Alas, the signs are that powerful forces in both parties saw the spending deal as a momentary, tactical ceasefire. Detached observers may see American democracy as increasingly locked in a 50-50 stalemate, in which Democrats dominate urban areas and enjoy a slight majority among the overall population, while Republicans have the edge among those citizens (notably older, whiter and richer folk) who reliably vote. Both parties may have fought each other to a draw in a technological arms race, perfecting gerrymandering, data-mining, and voter-targeting tools which allow core supporters to be fired up and turned out to vote with unprecedented efficiency. But—like massed armies in 1914—partisans still dream that sweeping victories are within grasp.

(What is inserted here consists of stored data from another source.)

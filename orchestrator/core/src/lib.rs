// Copyright (c) 2026 100monkeys.ai
// SPDX-License-Identifier: AGPL-3.0
//! Twin Boss control plane core
//!
//! Holds the authoritative routing state (domains, agents, storage profile),
//! applies mutations under exclusive access with atomic persistence, and
//! re-derives the edge router's dynamic configuration after every change.
//!
//! # Architecture
//!
//! - **Layer:** Core System
//! - **Purpose:** Domain model, persistence adapters and application services

pub mod domain;
pub mod application;
pub mod infrastructure;

pub use domain::*;
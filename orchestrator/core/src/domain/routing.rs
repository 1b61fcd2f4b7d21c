// Copyright (c) 2026 100monkeys.ai
// SPDX-License-Identifier: AGPL-3.0
//! Dynamic Routing Configuration
//!
//! Pure projection of the domain records into the edge router's file-provider
//! document (Traefik dynamic configuration). The artifact is recomputed
//! wholesale on every change; there is no incremental patching.
//!
//! # Output layout
//!
//! ```text
//! http:
//!   middlewares:          (only when some record redirects to HTTPS)
//!   routers:              (one per hostname, or a single placeholder)
//!   services:             (one per distinct backend name)
//! ```
//!
//! The output depends only on the *set* of records: records are ordered by
//! hostname before rendering and backend URLs are deduplicated and sorted, so
//! insertion order never shows up in the text.

use std::collections::{BTreeMap, BTreeSet, HashSet};

use serde::{Deserialize, Serialize};

use crate::domain::hostname::route_safe_name;
use crate::domain::state::DomainRecord;

pub const ENTRYPOINT_PLAIN: &str = "web";
pub const ENTRYPOINT_SECURE: &str = "websecure";
pub const REDIRECT_MIDDLEWARE: &str = "redirect-to-https";

const PLACEHOLDER_ROUTER: &str = "placeholder";
const PLACEHOLDER_RULE: &str = "HostRegexp(`{any:.+}`)";
const PLACEHOLDER_SERVICE: &str = "noop";
const PLACEHOLDER_URL: &str = "http://127.0.0.1:9000";

/// Service assumed when a record names neither a service nor a URL
const FALLBACK_SERVICE: &str = "twinboss_api";
const FALLBACK_PORT: u16 = 80;

/// Default port per backend service name
#[derive(Debug, Clone, PartialEq, Eq, Serialize, Deserialize)]
#[serde(transparent)]
pub struct ServicePorts(BTreeMap<String, u16>);

impl Default for ServicePorts {
    fn default() -> Self {
        Self(BTreeMap::from([
            ("twinboss_api".to_string(), 9000),
            ("fastmcp".to_string(), 8080),
            ("mcpjungle".to_string(), 4000),
            ("docker_mcp".to_string(), 8090),
        ]))
    }
}

impl ServicePorts {
    pub fn new(ports: BTreeMap<String, u16>) -> Self {
        Self(ports)
    }

    /// Configured port for `service`, or 80 for unknown services
    pub fn port_for(&self, service: &str) -> u16 {
        self.0.get(service).copied().unwrap_or(FALLBACK_PORT)
    }

    pub fn insert(&mut self, service: impl Into<String>, port: u16) {
        self.0.insert(service.into(), port);
    }

    pub fn iter(&self) -> impl Iterator<Item = (&String, &u16)> {
        self.0.iter()
    }
}

/// Renders domain records into the dynamic routing artifact
#[derive(Debug, Clone, Default)]
pub struct RoutingConfigGenerator {
    ports: ServicePorts,
}

impl RoutingConfigGenerator {
    pub fn new(ports: ServicePorts) -> Self {
        Self { ports }
    }

    pub fn ports(&self) -> &ServicePorts {
        &self.ports
    }

    /// Render the full artifact. Never fails; unusable records are skipped.
    pub fn generate(&self, domains: &[DomainRecord]) -> String {
        let mut records: Vec<&DomainRecord> = domains
            .iter()
            .filter(|record| {
                let routable = is_routable_host(&record.domain);
                if !routable {
                    tracing::debug!("Skipping domain record without a usable hostname (id={:?})", record.id);
                }
                routable
            })
            .collect();
        records.sort_by(|a, b| a.domain.cmp(&b.domain).then_with(|| a.id.cmp(&b.id)));

        let mut lines: Vec<String> = vec!["http:".to_string()];

        if records.iter().any(|r| r.redirect_to_https) {
            lines.extend(
                [
                    "  middlewares:".to_string(),
                    format!("    {REDIRECT_MIDDLEWARE}:"),
                    "      redirectScheme:".to_string(),
                    "        scheme: https".to_string(),
                    "        permanent: true".to_string(),
                ],
            );
        }

        lines.push("  routers:".to_string());
        let mut used_routers: HashSet<String> = HashSet::new();
        let mut backends: BTreeMap<String, BTreeSet<String>> = BTreeMap::new();

        for record in &records {
            let mut router = router_name(record);
            if !used_routers.insert(router.clone()) {
                router = format!("{}-{}", router, record.id);
                used_routers.insert(router.clone());
            }
            let service = service_name(record);
            let entrypoint = entrypoint(record);

            lines.push(format!("    {router}:"));
            lines.push(format!("      rule: Host(`{}`)", record.domain));
            lines.push("      entryPoints:".to_string());
            lines.push(format!("        - {entrypoint}"));
            lines.push(format!("      service: {service}"));
            if record.redirect_to_https && entrypoint != ENTRYPOINT_SECURE {
                lines.push("      middlewares:".to_string());
                lines.push(format!("        - {REDIRECT_MIDDLEWARE}"));
            }

            backends.entry(service).or_default().insert(self.target_url(record));
        }

        if records.is_empty() {
            lines.push(format!("    {PLACEHOLDER_ROUTER}:"));
            lines.push(format!("      rule: {PLACEHOLDER_RULE}"));
            lines.push(format!("      service: {PLACEHOLDER_SERVICE}"));
            backends
                .entry(PLACEHOLDER_SERVICE.to_string())
                .or_default()
                .insert(PLACEHOLDER_URL.to_string());
        }

        lines.push("  services:".to_string());
        for (service, urls) in &backends {
            lines.push(format!("    {service}:"));
            lines.push("      loadBalancer:".to_string());
            lines.push("        servers:".to_string());
            for url in urls {
                lines.push(format!("          - url: {}", quote(url)));
            }
        }

        let mut artifact = lines.join("\n");
        artifact.push('\n');
        artifact
    }

    /// Effective backend URL of a record.
    ///
    /// `target_url` wins (without trailing slash); otherwise
    /// `scheme://service:port` with the port taken from the service table when
    /// the record has none.
    pub fn target_url(&self, record: &DomainRecord) -> String {
        if let Some(url) = record.target_url.as_deref().map(str::trim).filter(|u| !u.is_empty()) {
            return url.trim_end_matches('/').to_string();
        }

        let scheme = match record.target_scheme.trim() {
            "" => "http",
            scheme => scheme,
        };
        let service = record
            .target_service
            .as_deref()
            .map(str::trim)
            .filter(|s| !s.is_empty())
            .unwrap_or(FALLBACK_SERVICE);
        let port = record.target_port.unwrap_or_else(|| self.ports.port_for(service));
        format!("{scheme}://{service}:{port}")
    }
}

fn is_routable_host(domain: &str) -> bool {
    !domain.trim().is_empty() && !domain.chars().any(|c| c == '`' || c.is_whitespace())
}

fn router_name(record: &DomainRecord) -> String {
    record
        .router_name
        .as_deref()
        .map(route_safe_name)
        .filter(|name| !name.is_empty())
        .unwrap_or_else(|| route_safe_name(&record.domain))
}

fn service_name(record: &DomainRecord) -> String {
    record
        .service_name
        .as_deref()
        .or(record.target_service.as_deref())
        .map(route_safe_name)
        .filter(|name| !name.is_empty())
        .unwrap_or_else(|| {
            let suffix = if record.id.is_empty() {
                route_safe_name(&record.domain)
            } else {
                route_safe_name(&record.id)
            };
            format!("svc-{suffix}")
        })
}

/// Stored entrypoint reduced to route-safe characters, or the default channel
fn entrypoint(record: &DomainRecord) -> String {
    match route_safe_name(&record.entrypoint) {
        name if !name.is_empty() => name,
        _ if record.auto_ssl => ENTRYPOINT_SECURE.to_string(),
        _ => ENTRYPOINT_PLAIN.to_string(),
    }
}

fn quote(value: &str) -> String {
    format!("\"{}\"", value.replace('\\', "\\\\").replace('"', "\\\""))
}
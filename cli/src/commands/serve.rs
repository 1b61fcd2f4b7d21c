// Copyright (c) 2026 100monkeys.ai
// SPDX-License-Identifier: AGPL-3.0

use anyhow::Result;
use clap::Args;
use std::path::PathBuf;

use twinboss_core::domain::node_config::ControlPlaneConfig;

use super::ControlPlaneContext;
use crate::server;

#[derive(Args)]
pub struct ServeArgs {
    /// Bind address (overrides spec.api.bind_address)
    #[arg(long, env = "TWINBOSS_HOST")]
    pub host: Option<String>,

    /// Listen port (overrides spec.api.port)
    #[arg(long, env = "TWINBOSS_PORT")]
    pub port: Option<u16>,
}

pub async fn handle_command(args: ServeArgs, config_path: Option<PathBuf>) -> Result<()> {
    let mut config = ControlPlaneConfig::load_or_default(config_path)?;
    if let Some(host) = args.host {
        config.spec.api.bind_address = host;
    }
    if let Some(port) = args.port {
        config.spec.api.port = port;
    }
    config.validate()?;

    server::serve(ControlPlaneContext::from_config(config)?).await
}
// Copyright (c) 2026 100monkeys.ai
// SPDX-License-Identifier: AGPL-3.0
//! Twin Boss CLI library - exposes testable components
//!
//! # Architecture
//!
//! - **Layer:** Interface / Presentation Layer
//! - **Purpose:** Command handlers and the HTTP transport over the control plane

pub mod commands;
pub mod server;
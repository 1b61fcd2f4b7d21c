// Copyright (c) 2026 100monkeys.ai
// SPDX-License-Identifier: AGPL-3.0

// Routing Artifact Writer
//
// Renders the dynamic routing file from a committed state snapshot and
// replaces it atomically. Callers write while holding the state store's
// exclusive section, so artifacts land in commit order; the writer itself
// keeps no ordering of its own. A document recreated after corruption
// restarts at revision 0 and must still overwrite the old artifact.

use std::path::{Path, PathBuf};

use parking_lot::Mutex;
use tracing::info;

use crate::domain::routing::RoutingConfigGenerator;
use crate::domain::state::StateDocument;
use crate::infrastructure::state_store::write_atomic;

#[derive(Debug, thiserror::Error)]
#[error("failed to write routing config to {}: {source}", path.display())]
pub struct RoutingWriteError {
    pub path: PathBuf,
    #[source]
    pub source: std::io::Error,
}

pub struct RoutingConfigWriter {
    path: PathBuf,
    generator: RoutingConfigGenerator,
    last_revision: Mutex<Option<u64>>,
}

impl RoutingConfigWriter {
    pub fn new(path: impl Into<PathBuf>, generator: RoutingConfigGenerator) -> Self {
        Self {
            path: path.into(),
            generator,
            last_revision: Mutex::new(None),
        }
    }

    pub fn path(&self) -> &Path {
        &self.path
    }

    pub fn generator(&self) -> &RoutingConfigGenerator {
        &self.generator
    }

    pub fn render(&self, snapshot: &StateDocument) -> String {
        self.generator.generate(&snapshot.domains)
    }

    /// Render `snapshot` and replace the artifact with it
    pub fn write(&self, snapshot: &StateDocument) -> Result<(), RoutingWriteError> {
        let mut last = self.last_revision.lock();
        let revision = snapshot.revision();

        let yaml = self.render(snapshot);
        write_atomic(&self.path, yaml.as_bytes()).map_err(|source| RoutingWriteError {
            path: self.path.clone(),
            source,
        })?;
        *last = Some(revision);

        info!(
            path = %self.path.display(),
            revision,
            domains = snapshot.domains.len(),
            "Routing config written"
        );
        Ok(())
    }

    /// Revision of the snapshot most recently written by this writer
    pub fn last_written_revision(&self) -> Option<u64> {
        *self.last_revision.lock()
    }
}

#[cfg(test)]
mod tests {
    use super::*;
    use crate::domain::routing::ServicePorts;
    use crate::domain::state::now;
    use crate::domain::upsert::HostDomainRequest;
    use tempfile::TempDir;

    fn snapshot_with(hosts: &[&str], revision: u64) -> StateDocument {
        let ports = ServicePorts::default();
        let mut doc = StateDocument::empty(now());
        for host in hosts {
            let plan = HostDomainRequest::new(*host)
                .with_service("twinboss_api")
                .plan(&ports)
                .unwrap();
            doc.upsert_domain(&plan, now());
        }
        doc.meta.revision = revision;
        doc
    }

    #[test]
    fn test_write_creates_parent_dirs() {
        let dir = TempDir::new().unwrap();
        let path = dir.path().join("traefik").join("dynamic").join("domains.yml");
        let writer = RoutingConfigWriter::new(&path, RoutingConfigGenerator::new(ServicePorts::default()));

        writer.write(&snapshot_with(&["a.example.com"], 1)).unwrap();

        let written = std::fs::read_to_string(&path).unwrap();
        assert!(written.contains("Host(`a.example.com`)"));
        assert_eq!(writer.last_written_revision(), Some(1));
    }

    #[test]
    fn test_lower_revision_after_recreation_overwrites() {
        let dir = TempDir::new().unwrap();
        let path = dir.path().join("domains.yml");
        let writer = RoutingConfigWriter::new(&path, RoutingConfigGenerator::new(ServicePorts::default()));

        writer.write(&snapshot_with(&["a.example.com", "b.example.com"], 5)).unwrap();
        writer.write(&snapshot_with(&["new.example.com"], 1)).unwrap();

        let written = std::fs::read_to_string(&path).unwrap();
        assert!(written.contains("new.example.com"));
        assert!(!written.contains("b.example.com"));
        assert_eq!(writer.last_written_revision(), Some(1));
    }

    #[test]
    fn test_write_failure_is_reported() {
        let dir = TempDir::new().unwrap();
        let path = dir.path().join("domains.yml");
        std::fs::create_dir_all(&path).unwrap();
        let writer = RoutingConfigWriter::new(&path, RoutingConfigGenerator::new(ServicePorts::default()));

        let err = writer.write(&snapshot_with(&[], 3)).unwrap_err();
        assert_eq!(err.path, path);
        assert_eq!(writer.last_written_revision(), None);
    }
}
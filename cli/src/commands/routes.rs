// Copyright (c) 2026 100monkeys.ai
// SPDX-License-Identifier: AGPL-3.0

use anyhow::{Context, Result};
use clap::Subcommand;
use colored::Colorize;
use std::path::PathBuf;

use super::ControlPlaneContext;

#[derive(Subcommand)]
pub enum RoutesCommand {
    /// Print the dynamic routing config for the current state
    Render {
        /// Write to this file instead of stdout
        #[arg(short, long)]
        output: Option<PathBuf>,
    },
}

pub async fn handle_command(command: RoutesCommand, config_path: Option<PathBuf>) -> Result<()> {
    let ctx = ControlPlaneContext::open(config_path)?;

    match command {
        RoutesCommand::Render { output } => {
            let artifact = ctx.control_plane.render_routes()?;
            match output {
                Some(path) => {
                    std::fs::write(&path, artifact)
                        .with_context(|| format!("Failed to write routing config to {:?}", path))?;
                    println!("{}", format!("✓ Routing config written to {}", path.display()).green());
                }
                None => print!("{}", artifact),
            }
            Ok(())
        }
    }
}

One more heave, and on to victory
Many on the right think that Republicans have a simple mandate once they fully control Congress: to thwart Mr Obama on every front until a proper conservative takes the White House in 2016 (two-thirds of Republicans told a recent Pew Research Centre poll that their party leaders should “stand up” to Mr Obama, even if less gets done in Washington as a result). Many on the left are sure that a majority of Americans loathe Wall Street and believe that the middle classes have been stiffed, giving a fiery economic populist like Ms Warren a clear path to power (on December 13th more than 300 former Obama campaign staff signed a letter calling on the Massachusetts senator to run for president).
In short, too many partisans on left and right look at an unhappy electorate and see woes that can be harnessed to bring them victory without the need to compromise. It is a relief that America's government was not shut down this Christmas. But do not mistake a lull in combat for lasting peace.